New Side to an Old Friend

I’ve never seen a waterfall at the beach. 

That is, until I was cruising across the murky (and I’m told rather sharky) waters of Drake’s Bay off the coast of middle/Northern California. 

Rod (director of photography) and I joined the Greater Farallones Association team and its partners, everyone from researchers to divers to communication managers, to film their day-long expedition to outplant iconic bull kelp and check progress of existing outplant sites. 

I’m certainly no stranger to the coast. I grew up in New Bern, North Carolina, just about 45 minutes inland of the famous Outer Banks. If by some miracle you haven’t heard of OBX, just go watch any Nicholas Sparks movie. Most of my life has been spent on the water or chasing it. Every time I see the ocean, NC singer/songwriter James Taylor puts the feeling best: “Ain’t it just like a friend of mine to hit me from behind.” 

But the beach friend I know looks very different from what I found in front of me on that overcast, Pacific June Wednesday. Back home, there are no waterfalls. It’s flat, it’s sometimes swampy, it’s usually teeming with people. In some NC coastal counties, the highest point is a sand dune. 

This is why I could hardly pry my eyes off that rocky California horizon to do my work of filming the kelp preparation activities happening on board. Rugged, formidable, cliffs piercing the air. I hadn’t seen a human on land for miles and hours. And the waterfall running into the waves? Get out of town. 
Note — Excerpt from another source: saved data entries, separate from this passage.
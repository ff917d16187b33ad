//! `HttpFetcher` against a local HTTP server.

use std::time::Duration;

use mockito::Matcher;
use rhp_finder::models::{Config, CrawlStop, SearchStatus};
use rhp_finder::pipeline::run_discovery;
use rhp_finder::utils::{Deadline, Fetcher, HttpFetcher};

const TIMEOUT: Duration = Duration::from_secs(5);

fn config_for(server_url: &str) -> Config {
    let mut config = Config::default();
    config.listing.base_url = server_url.to_string();
    config.listing.listing_url = format!("{server_url}/sebiweb/home/HomeAction.do?doListing=yes");
    config.listing.ajax_url = format!("{server_url}/sebiweb/ajax/home/getnewslistinfo.jsp");
    config.listing.page_delay_ms = 0;
    config
}

#[tokio::test]
async fn test_session_cookie_and_ajax_form() {
    let mut server = mockito::Server::new_async().await;
    let config = config_for(&server.url());

    let bootstrap = server
        .mock("GET", "/sebiweb/home/HomeAction.do")
        .match_query(Matcher::UrlEncoded("doListing".into(), "yes".into()))
        .with_header("set-cookie", "JSESSIONID=abc123; Path=/")
        .with_body(
            r#"<table><tr><td>
                 <a href="/filings/public-issues/jun-2024/bharti-hexacom-limited-rhp_1.html">Bharti Hexacom Limited - RHP</a>
               </td></tr></table>"#,
        )
        .create_async()
        .await;

    let page1 = server
        .mock("POST", "/sebiweb/ajax/home/getnewslistinfo.jsp")
        .match_header("x-requested-with", "XMLHttpRequest")
        .match_header("referer", config.listing.listing_url.as_str())
        .match_header("cookie", Matcher::Regex("JSESSIONID=abc123".into()))
        .match_body(Matcher::AllOf(vec![
            Matcher::UrlEncoded("doDirect".into(), "1".into()),
            Matcher::UrlEncoded("sid".into(), "3".into()),
            Matcher::UrlEncoded("ssid".into(), "15".into()),
            Matcher::UrlEncoded("smid".into(), "11".into()),
        ]))
        .with_body(
            r#"<a href="/filings/public-issues/jun-2024/awfis-space-solutions-limited-rhp_2.html">Awfis Space Solutions Limited - RHP</a>"#,
        )
        .create_async()
        .await;

    let fetcher = HttpFetcher::new(&config.http).unwrap();
    let outcome = run_discovery(&fetcher, &config, "Awfis", Deadline::none())
        .await
        .unwrap();

    bootstrap.assert_async().await;
    page1.assert_async().await;

    assert_eq!(outcome.status, SearchStatus::Ok);
    assert_eq!(outcome.crawl_stop, CrawlStop::EarlyExit);
    assert_eq!(outcome.pages_scanned, 2);
    let chosen = outcome.chosen.unwrap();
    assert_eq!(
        chosen.url,
        format!(
            "{}/filings/public-issues/jun-2024/awfis-space-solutions-limited-rhp_2.html",
            server.url()
        )
    );
}

#[tokio::test]
async fn test_failing_page_keeps_earlier_results() {
    let mut server = mockito::Server::new_async().await;
    let config = config_for(&server.url());

    server
        .mock("GET", "/sebiweb/home/HomeAction.do")
        .match_query(Matcher::Any)
        .with_body(
            r#"<a href="/filings/public-issues/x/zomato-limited-drhp_9.html">Zomato Limited - DRHP</a>"#,
        )
        .create_async()
        .await;
    server
        .mock("POST", "/sebiweb/ajax/home/getnewslistinfo.jsp")
        .with_status(500)
        .create_async()
        .await;

    let fetcher = HttpFetcher::new(&config.http).unwrap();
    let outcome = run_discovery(&fetcher, &config, "Awfis", Deadline::none())
        .await
        .unwrap();

    assert_eq!(outcome.crawl_stop, CrawlStop::PageFailed);
    assert_eq!(outcome.pages_scanned, 2);
    assert_eq!(outcome.unique_titles_count, 1);
}

#[tokio::test]
async fn test_download_streams_with_referer() {
    let mut server = mockito::Server::new_async().await;
    let mut body = b"%PDF-1.7\n".to_vec();
    body.resize(128 * 1024, b'x');

    let mock = server
        .mock("GET", "/sebi_data/attachdocs/a.pdf")
        .match_header("referer", "https://www.sebi.gov.in/filings/public-issues/a.html")
        .with_header("content-type", "application/pdf")
        .with_body(body.clone())
        .create_async()
        .await;

    let fetcher = HttpFetcher::new(&Config::default().http).unwrap();
    let mut sink = Vec::new();
    let written = fetcher
        .download_to(
            &format!("{}/sebi_data/attachdocs/a.pdf", server.url()),
            "https://www.sebi.gov.in/filings/public-issues/a.html",
            &mut sink,
            TIMEOUT,
        )
        .await
        .unwrap();

    mock.assert_async().await;
    assert_eq!(written, body.len() as u64);
    assert_eq!(sink, body);
}

#[tokio::test]
async fn test_error_status_is_an_error() {
    let mut server = mockito::Server::new_async().await;
    server
        .mock("GET", "/missing.html")
        .with_status(404)
        .create_async()
        .await;

    let fetcher = HttpFetcher::new(&Config::default().http).unwrap();
    let result = fetcher
        .get_text(&format!("{}/missing.html", server.url()), None, TIMEOUT)
        .await;
    assert!(result.is_err());
}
Seeing it was the joy, the almost sinister gratification, of finding out something once a secret. It was the few and far between elation of learning something new about a lifelong friend or long-term partner that you thought you knew everything about already. There’s another side to you, and it makes me love you even more. 

Now You See It, Now You Don’t

That day was full of new views, and almost views. 

The Greater Farallones Association communications liaison for us, Alayne, pointed out to me three different times when she saw a whale breaching. Every time, before my eyes could train on where she was pointing, it was gone. It got to the point that I told her she surely was making it all up. 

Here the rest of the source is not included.